• WORK REQUEST: Search the data for the word "short" and copy every line that contains it.

Stored data
——————

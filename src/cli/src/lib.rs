//! A3S Forge CLI - build guest VM images from Forgefiles.

pub mod commands;
pub mod output;
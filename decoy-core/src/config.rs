/// Configuration parsing for the decoy HTTP server.
use serde::Deserialize;
use std::path::{Path, PathBuf};

// ── Server config ────────────────────────────────────────────────────

#[derive(Debug, Deserialize)]
pub struct ServerConfig {
    pub server: ServerListenConfig,
    pub content: ContentConfig,
    /// Runtime option flags, e.g. `capture_commands`, `fix_get_client_ip`.
    #[serde(default)]
    pub options: Vec<String>,
    #[serde(default)]
    pub limits: LimitsConfig,
    #[serde(default)]
    pub logging: LoggingConfig,
}

#[derive(Debug, Deserialize)]
pub struct ServerListenConfig {
    #[serde(default = "default_listen_addr")]
    pub listen: String,
    pub port: u16,
}

#[derive(Debug, Deserialize)]
pub struct ContentConfig {
    /// Directory tree served to clients.
    pub root: PathBuf,
    /// Pinned `Server` banner. Absent: pick one at random. Empty: don't spoof.
    #[serde(default)]
    pub identity: Option<String>,
}

#[derive(Debug, Deserialize)]
pub struct LimitsConfig {
    #[serde(default = "default_max_connections")]
    pub max_connections: u32,
    #[serde(default = "default_timeout")]
    pub connection_timeout_sec: u64,
    #[serde(default = "default_max_request_head")]
    pub max_request_head: usize,
}

impl Default for LimitsConfig {
    fn default() -> Self {
        Self {
            max_connections: default_max_connections(),
            connection_timeout_sec: default_timeout(),
            max_request_head: default_max_request_head(),
        }
    }
}

#[derive(Debug, Deserialize)]
pub struct LoggingConfig {
    #[serde(default = "default_log_level")]
    pub level: String,
    /// JSON-lines file receiving one observation record per request.
    #[serde(default)]
    pub file: Option<PathBuf>,
}

impl Default for LoggingConfig {
    fn default() -> Self {
        Self {
            level: default_log_level(),
            file: None,
        }
    }
}

// ── Defaults ─────────────────────────────────────────────────────────

fn default_listen_addr() -> String {
    "0.0.0.0".into()
}
fn default_max_connections() -> u32 {
    256
}
fn default_timeout() -> u64 {
    30
}
fn default_max_request_head() -> usize {
    16 * 1024
}
fn default_log_level() -> String {
    "info".into()
}

// ── Runtime options ──────────────────────────────────────────────────

/// Recognized runtime flags, parsed once from the `options` list.
#[derive(Debug, Clone, Copy, Default, PartialEq, Eq)]
pub struct RuntimeOptions {
    /// Attach every request header to the observation record.
    pub capture_headers: bool,
    /// Trust `X-Forwarded-For` / `X-Real-IP` for the client address.
    pub forwarded_client_ip: bool,
}

impl RuntimeOptions {
    pub fn from_names<S: AsRef<str>>(names: &[S]) -> Self {
        let mut opts = Self::default();
        for name in names {
            match name.as_ref() {
                "capture_commands" => opts.capture_headers = true,
                "fix_get_client_ip" => opts.forwarded_client_ip = true,
                other => tracing::warn!("Ignoring unknown option {:?}", other),
            }
        }
        opts
    }
}

// ── Loaders ──────────────────────────────────────────────────────────

pub fn load_server_config(path: &Path) -> Result<ServerConfig, Box<dyn std::error::Error>> {
    let content = std::fs::read_to_string(path)?;
    parse_server_config(&content)
}

pub fn parse_server_config(content: &str) -> Result<ServerConfig, Box<dyn std::error::Error>> {
    let config: ServerConfig = toml::from_str(content)?;
    if config.content.root.as_os_str().is_empty() {
        return Err("content.root must not be empty".into());
    }
    Ok(config)
}
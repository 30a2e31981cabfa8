/// Request resolver: turns one inbound request into an observation record and
/// a response served from the content index.
///
/// Resolution order for `GET`:
///   1. `sitemap.xml` is always synthesized from the index
///   2. exact index match
///   3. index match with `.html` appended (`/about` -> `about.html`)
///   4. 404, using `404.html` from the index when there is one
use crate::config::RuntimeOptions;
use crate::identity::ServerIdentity;
use crate::index::ContentIndex;
use crate::observation::{ObservationRecord, ObservationSink};
use crate::request::InboundRequest;
use crate::response::Response;
use std::io;
use std::path::{Path, PathBuf};

const INDEX_PAGE: &str = "index.html";
const SITEMAP: &str = "sitemap.xml";
const NOT_FOUND_PAGE: &str = "404.html";

const HTML_CONTENT_TYPE: &str = "text/html; charset=utf-8";
const XML_CONTENT_TYPE: &str = "application/xml; charset=utf-8";

/// Compression suffixes reported as an encoding next to the media type.
const ENCODINGS: &[(&str, &str)] = &[
    (".gz", "gzip"),
    (".Z", "compress"),
    (".bz2", "bzip2"),
    (".xz", "xz"),
    (".br", "br"),
];

/// Shared, read-only state of the emulated web server. Safe to share across
/// tasks; nothing changes after construction.
pub struct Responder {
    root: PathBuf,
    index: ContentIndex,
    identity: ServerIdentity,
    options: RuntimeOptions,
    sink: Box<dyn ObservationSink>,
}

impl Responder {
    /// Index `root` and build a responder around it. Fails if the root can't
    /// be read.
    pub fn new(
        root: impl Into<PathBuf>,
        identity: ServerIdentity,
        options: RuntimeOptions,
        sink: impl ObservationSink + 'static,
    ) -> io::Result<Self> {
        let root = root.into();
        let index = ContentIndex::build(&root)?;
        Ok(Self::with_index(root, index, identity, options, sink))
    }

    /// Build a responder around an already built index of `root`.
    pub fn with_index(
        root: impl Into<PathBuf>,
        index: ContentIndex,
        identity: ServerIdentity,
        options: RuntimeOptions,
        sink: impl ObservationSink + 'static,
    ) -> Self {
        Self {
            root: root.into(),
            index,
            identity,
            options,
            sink: Box::new(sink),
        }
    }

    pub fn root(&self) -> &Path {
        &self.root
    }

    pub fn index(&self) -> &ContentIndex {
        &self.index
    }

    pub fn identity(&self) -> &ServerIdentity {
        &self.identity
    }

    pub fn options(&self) -> RuntimeOptions {
        self.options
    }

    /// Observe `request`, then answer it.
    pub fn handle(&self, request: &InboundRequest) -> Response {
        let record = ObservationRecord::from_request(request, self.options);
        self.sink.record(&record);

        let mut response = self.resolve(request);
        self.identity.apply(&mut response);

        tracing::debug!(
            "{}:{} {} {} -> {}",
            record.src_ip,
            record.src_port,
            request.method,
            request.path,
            response.status
        );
        response
    }

    /// Response for a request head that couldn't be parsed. Nothing is
    /// observed since there is no method or path to record.
    pub fn bad_request(&self) -> Response {
        let mut response = Response::bad_request();
        self.identity.apply(&mut response);
        response
    }

    fn resolve(&self, request: &InboundRequest) -> Response {
        if request.method != "GET" {
            return Response::method_not_allowed();
        }

        let name = normalize_path(&request.path);
        if name == SITEMAP {
            let mut response = Response::with_body(200, render_sitemap(&self.index));
            response.set_header("Content-Type", XML_CONTENT_TYPE);
            return response;
        }

        let name = if self.index.contains(&name) {
            name
        } else {
            format!("{}.html", name)
        };
        if !self.index.contains(&name) {
            return self.not_found();
        }

        match self.read(&name) {
            Ok(body) => {
                let mut response = Response::with_body(200, body);
                if let Some(content_type) = guess_content_type(&name) {
                    response.set_header("Content-Type", &content_type);
                }
                response
            }
            Err(e) => {
                tracing::error!("Indexed file {:?} could not be read: {}", name, e);
                Response::internal_error()
            }
        }
    }

    fn not_found(&self) -> Response {
        if !self.index.contains(NOT_FOUND_PAGE) {
            return Response::not_found();
        }
        match self.read(NOT_FOUND_PAGE) {
            Ok(body) => {
                let mut response = Response::with_body(404, body);
                response.set_header("Content-Type", HTML_CONTENT_TYPE);
                response
            }
            Err(e) => {
                tracing::error!("Indexed file {:?} could not be read: {}", NOT_FOUND_PAGE, e);
                Response::internal_error()
            }
        }
    }

    /// `name` must come from the index.
    fn read(&self, name: &str) -> io::Result<Vec<u8>> {
        std::fs::read(self.root.join(name))
    }
}

/// Strip surrounding slashes; the bare root maps to the index page.
fn normalize_path(path: &str) -> String {
    match path.trim_matches('/') {
        "" => INDEX_PAGE.to_string(),
        name => name.to_string(),
    }
}

/// Media type for `name`, with a compression encoding appended after `; `.
fn guess_content_type(name: &str) -> Option<String> {
    let (stem, encoding) = ENCODINGS
        .iter()
        .find_map(|(suffix, enc)| name.strip_suffix(suffix).map(|stem| (stem, Some(*enc))))
        .unwrap_or((name, None));

    let media_type = mime_guess::from_path(stem).first_raw()?;
    Some(match encoding {
        Some(enc) => format!("{}; {}", media_type, enc),
        None => media_type.to_string(),
    })
}

fn render_sitemap(index: &ContentIndex) -> String {
    let mut xml = String::from(
        "<?xml version=\"1.0\" encoding=\"UTF-8\"?>\n\
         <urlset xmlns=\"http://www.sitemaps.org/schemas/sitemap/0.9\">\n",
    );
    for name in index.iter() {
        xml.push_str("<url><loc>/");
        xml.push_str(&escape_xml(name));
        xml.push_str("</loc></url>\n");
    }
    xml.push_str("</urlset>");
    xml
}

fn escape_xml(s: &str) -> String {
    let mut out = String::with_capacity(s.len());
    for c in s.chars() {
        match c {
            '&' => out.push_str("&amp;"),
            '<' => out.push_str("&lt;"),
            '>' => out.push_str("&gt;"),
            '"' => out.push_str("&quot;"),
            '\'' => out.push_str("&apos;"),
            _ => out.push(c),
        }
    }
    out
}
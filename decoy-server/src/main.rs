mod handler;

use anyhow::Context;
use clap::Parser;
use decoy_core::config::{load_server_config, RuntimeOptions};
use decoy_core::observation::{JsonLinesSink, ObservationSink, Tee, TracingSink};
use decoy_core::{Responder, ServerIdentity};
use socket2::{Domain, Protocol, Socket, Type};
use std::io;
use std::net::{IpAddr, SocketAddr};
use std::path::PathBuf;
use std::sync::Arc;
use tokio::net::TcpListener;
use tokio::sync::Semaphore;
use tokio::time::Duration;

#[derive(Parser)]
#[command(name = "decoy-server", about = "Decoy HTTP server: serves a static site and records every request")]
struct Cli {
    /// Path to config file
    #[arg(short, long, default_value = "/etc/decoy/server.toml")]
    config: PathBuf,

    /// Override log level
    #[arg(short, long)]
    log_level: Option<String>,
}

#[tokio::main]
async fn main() -> anyhow::Result<()> {
    let cli = Cli::parse();

    let config = load_server_config(&cli.config)
        .map_err(|e| anyhow::anyhow!("{}", e))
        .with_context(|| format!("failed to load config {}", cli.config.display()))?;

    let log_level = cli.log_level.as_deref().unwrap_or(&config.logging.level);
    let filter = tracing_subscriber::EnvFilter::try_new(log_level)
        .unwrap_or_else(|_| tracing_subscriber::EnvFilter::new("warn"));
    tracing_subscriber::fmt()
        .with_env_filter(filter)
        .with_target(false)
        .compact()
        .init();

    tracing::info!("Decoy HTTP server starting");

    let sink: Box<dyn ObservationSink> = match &config.logging.file {
        Some(path) => {
            let file = JsonLinesSink::open(path)
                .with_context(|| format!("failed to open observation log {}", path.display()))?;
            Box::new(Tee(TracingSink, file))
        }
        None => Box::new(TracingSink),
    };

    let identity = ServerIdentity::from_config(config.content.identity.as_deref());
    let options = RuntimeOptions::from_names(&config.options);
    let responder = Responder::new(&config.content.root, identity, options, sink)
        .with_context(|| format!("failed to index content root {}", config.content.root.display()))?;
    tracing::info!(
        "Indexed {} files under {}, server banner {:?}",
        responder.index().len(),
        responder.root().display(),
        responder.identity().banner()
    );
    let responder = Arc::new(responder);

    let timeout = Duration::from_secs(config.limits.connection_timeout_sec);
    let max_head = config.limits.max_request_head;
    let max_conns = config.limits.max_connections as usize;

    let ip: IpAddr = config
        .server
        .listen
        .parse()
        .with_context(|| format!("invalid listen address {:?}", config.server.listen))?;
    let bind_addr = SocketAddr::new(ip, config.server.port);
    let listener = bind_listener(bind_addr).with_context(|| format!("failed to bind {}", bind_addr))?;
    tracing::info!("Server listening on {}", bind_addr);

    // Connection limiter
    let semaphore = Arc::new(Semaphore::new(max_conns));

    // Accept loop
    loop {
        tokio::select! {
            result = listener.accept() => {
                let (stream, addr) = match result {
                    Ok(conn) => conn,
                    Err(e) => {
                        tracing::warn!("Accept failed: {}", e);
                        continue;
                    }
                };
                let responder = responder.clone();
                let sem = semaphore.clone();

                tokio::spawn(async move {
                    let _permit = match sem.try_acquire() {
                        Ok(p) => p,
                        Err(_) => {
                            tracing::warn!("Connection limit reached, rejecting {}", addr);
                            return;
                        }
                    };

                    if let Err(e) = handler::handle_client(stream, addr, responder, timeout, max_head).await {
                        tracing::debug!("Client {} error: {}", addr, e);
                    }
                });
            }
            _ = shutdown_signal() => {
                tracing::info!("Shutdown signal received");
                break;
            }
        }
    }

    tracing::info!("Decoy HTTP server stopped");
    Ok(())
}

fn bind_listener(addr: SocketAddr) -> io::Result<TcpListener> {
    let socket = Socket::new(Domain::for_address(addr), Type::STREAM, Some(Protocol::TCP))?;
    socket.set_reuse_address(true)?;
    socket.set_nodelay(true)?;
    socket.bind(&addr.into())?;
    socket.listen(1024)?;
    socket.set_nonblocking(true)?;
    TcpListener::from_std(socket.into())
}

async fn shutdown_signal() {
    let ctrl_c = tokio::signal::ctrl_c();

    #[cfg(unix)]
    let terminate = async {
        match tokio::signal::unix::signal(tokio::signal::unix::SignalKind::terminate()) {
            Ok(mut sigterm) => {
                sigterm.recv().await;
            }
            Err(e) => {
                tracing::warn!("Failed to install SIGTERM handler: {}", e);
                std::future::pending::<()>().await;
            }
        }
    };
    #[cfg(not(unix))]
    let terminate = std::future::pending::<()>();

    tokio::select! {
        _ = ctrl_c => {},
        _ = terminate => {},
    }
}
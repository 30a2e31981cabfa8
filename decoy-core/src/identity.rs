/// Server identity spoofing: every response carries a `Server` banner borrowed
/// from a common real-world deployment instead of our own.
///
/// The banner is drawn once per responder and never changes afterwards, so a
/// scanner revisiting the host keeps seeing the same "server".
use crate::response::Response;
use rand::seq::SliceRandom;
use rand::Rng;

/// Banners observed in the wild on ordinary production hosts.
pub const BANNERS: &[&str] = &[
    "Apache",
    "nginx",
    "Microsoft-IIS/7.5",
    "Microsoft-HTTPAPI/2.0",
    "Apache/2.2.15",
    "SmartXFilter",
    "Microsoft-IIS/8.5",
    "Apache/2.4.6",
    "Apache-Coyote/1.1",
    "Microsoft-IIS/7.0",
    "Apache/2.4.18",
    "AkamaiGHost",
    "Apache/2.2.25",
    "Microsoft-IIS/10.0",
    "Apache/2.2.3",
    "nginx/1.12.1",
    "Apache/2.4.29",
    "cloudflare",
    "Apache/2.2.22",
];

/// Immutable `Server` banner for one responder instance. The empty banner
/// means "do not spoof".
#[derive(Debug, Clone, PartialEq, Eq)]
pub struct ServerIdentity {
    banner: String,
}

impl ServerIdentity {
    /// Pick a banner uniformly at random from [`BANNERS`].
    pub fn random() -> Self {
        Self::from_rng(&mut rand::thread_rng())
    }

    pub fn from_rng<R: Rng + ?Sized>(rng: &mut R) -> Self {
        // BANNERS is a non-empty constant, so choose() always yields.
        let banner = BANNERS.choose(rng).copied().unwrap_or("nginx");
        Self::fixed(banner)
    }

    pub fn fixed(banner: impl Into<String>) -> Self {
        Self {
            banner: banner.into(),
        }
    }

    /// Leave the transport's own `Server` header alone.
    pub fn none() -> Self {
        Self::fixed("")
    }

    /// Resolve the configured identity: pinned, disabled (`""`) or random.
    pub fn from_config(pinned: Option<&str>) -> Self {
        match pinned {
            Some(banner) => Self::fixed(banner),
            None => Self::random(),
        }
    }

    pub fn banner(&self) -> &str {
        &self.banner
    }

    pub fn is_spoofing(&self) -> bool {
        !self.banner.is_empty()
    }

    /// Replace the response's `Server` header with our banner.
    pub fn apply(&self, response: &mut Response) {
        if self.is_spoofing() {
            response.remove_header("Server");
            response.set_header("Server", &self.banner);
        }
    }
}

——————

• TASK RESPONSE:
    #[arg(short, long, default_value = "/etc/decoy/server.toml")]
    #[arg(short, long)]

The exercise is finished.